Abstract

ALTHOUGH THE TREATMENT of populism at the textbook level is still Salmost exclusively favorable, it may be, as Professor Holbo declares, Sthat in intellectual circles the pendulum has already swung too far from adulation to disparagement. The question is certainly worth raising since it is of more than academic significance and has important implications for contemporary discussion of political values. While he does not say so in as many words, Professor Holbo in his attempt to revise the revisionists apparently recognizes that our estimate of the meaning of the Populist tradition is related to a general tendency among American intellectuals including many who regard themselves as liberals to be increasingly skeptical about the merits of direct democracy and the values and goodwill of the man in the street, rural or urban. In the course of his article Professor Holbo makes a number of implicit criticisms of various writers who share my general views on populism. I cannot answer for these other so-called new liberals, but I should like to make my own position clear. My original article was not an attempt to demonstrate that the doctrines of American populism in its heyday were fascist, nor that Populist ideas were the sole ingredients in what is commonly called American fascism.
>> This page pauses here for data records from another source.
//! Correlation model builder
//!
//! Builds one model per target from annotation co-occurrence: each usable
//! curated record is a row whose features are the other targets it carries
//! (the target being modelled is always left out), labelled by whether the
//! record carries the target.
//!
//! Yields to the text model builder: at each checkpoint it pauses only while
//! that builder is itself paused.

use crate::config::CorrelationBuilderConfig;
use crate::corpus::CorpusSnapshot;
use crate::sweep::{
    run_builder_loop, ModelSweep, PausePolicy, SweepOutcome, SweepRunner, TrainingFeatures,
    TrainingSet,
};
use crate::worker::{spawn_worker, BusyFlag, Worker, WorkerControl};
use async_trait::async_trait;
use std::sync::Arc;
use suggest_common::model::{Fingerprint, ModelFamily, TargetId};
use suggest_common::ontology::Ontology;
use suggest_common::store::CorpusStore;
use suggest_common::Result;
use tokio::task::JoinHandle;
use tracing::info;

/// Co-occurring targets as features
pub struct CooccurrenceFeatures;

impl TrainingFeatures for CooccurrenceFeatures {
    fn training_set(&self, snapshot: &CorpusSnapshot, target: TargetId) -> TrainingSet {
        let mut rows = Vec::with_capacity(snapshot.records().len());
        let mut labels = Vec::with_capacity(snapshot.records().len());

        for record in snapshot.records() {
            let features: Vec<Fingerprint> = record
                .targets
                .iter()
                .filter(|&&other| other != target)
                .filter_map(|&other| Fingerprint::try_from(other).ok())
                .collect();
            rows.push(features);
            labels.push(record.carries(target));
        }

        TrainingSet {
            rows: Arc::new(rows),
            labels,
        }
    }
}

/// Background worker keeping the correlation models fresh
pub struct CorrelationBuilder {
    control: Arc<WorkerControl>,
    /// Text model builder, yielded to while it is paused
    model_builder: Arc<WorkerControl>,
    store: Arc<dyn CorpusStore>,
    ontology: Arc<dyn Ontology>,
    busy: BusyFlag,
    config: CorrelationBuilderConfig,
}

impl CorrelationBuilder {
    pub fn new(
        control: Arc<WorkerControl>,
        model_builder: Arc<WorkerControl>,
        store: Arc<dyn CorpusStore>,
        ontology: Arc<dyn Ontology>,
        busy: BusyFlag,
        config: CorrelationBuilderConfig,
    ) -> Self {
        Self {
            control,
            model_builder,
            store,
            ontology,
            busy,
            config,
        }
    }

    pub fn worker_control(&self) -> &Arc<WorkerControl> {
        &self.control
    }

    /// Spawn the builder loop in the background
    pub fn start(self: Arc<Self>) -> JoinHandle<()> {
        spawn_worker(self)
    }
}

#[async_trait]
impl ModelSweep for CorrelationBuilder {
    fn family(&self) -> ModelFamily {
        ModelFamily::Correlation
    }

    async fn sweep(&self, watermark: i64) -> Result<SweepOutcome> {
        let snapshot = CorpusSnapshot::load(self.store.as_ref(), self.ontology.as_ref()).await?;
        info!(
            records = snapshot.records().len(),
            targets = snapshot.universe().len(),
            "Correlation training corpus loaded"
        );

        SweepRunner::new(
            ModelFamily::Correlation,
            self.store.as_ref(),
            &self.control,
            self.config.schedule(),
            PausePolicy::WhenPeerPaused(Arc::clone(&self.model_builder)),
        )
        .run(watermark, &snapshot, &CooccurrenceFeatures)
        .await
    }
}

#[async_trait]
impl Worker for CorrelationBuilder {
    fn control(&self) -> &WorkerControl {
        &self.control
    }

    async fn run(&self) {
        run_builder_loop(
            self,
            &self.control,
            self.store.as_ref(),
            &self.busy,
            &self.config.schedule(),
        )
        .await;
    }
}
What I did try to do was indicate the extent to which American fascism was an indigenous growth -to point out that it owed much of its doctrine to the populist tradition and that a substantial number of its leaders and adherents were drawn from regions and social groups at one time sympathetic to populism. At the time the paper was written it would have been difficult, if not impossible, to conduct mass interviews of American fascists, much less Populists. I therefore chose to rely on written historical sources and in particular on the writings of the political and intellectual leaders in question. On the basis of the available evidence, I attempted to demonstrate both congruence of ideas and the way in which these ideas were transmuted and passed on from populism to fascism.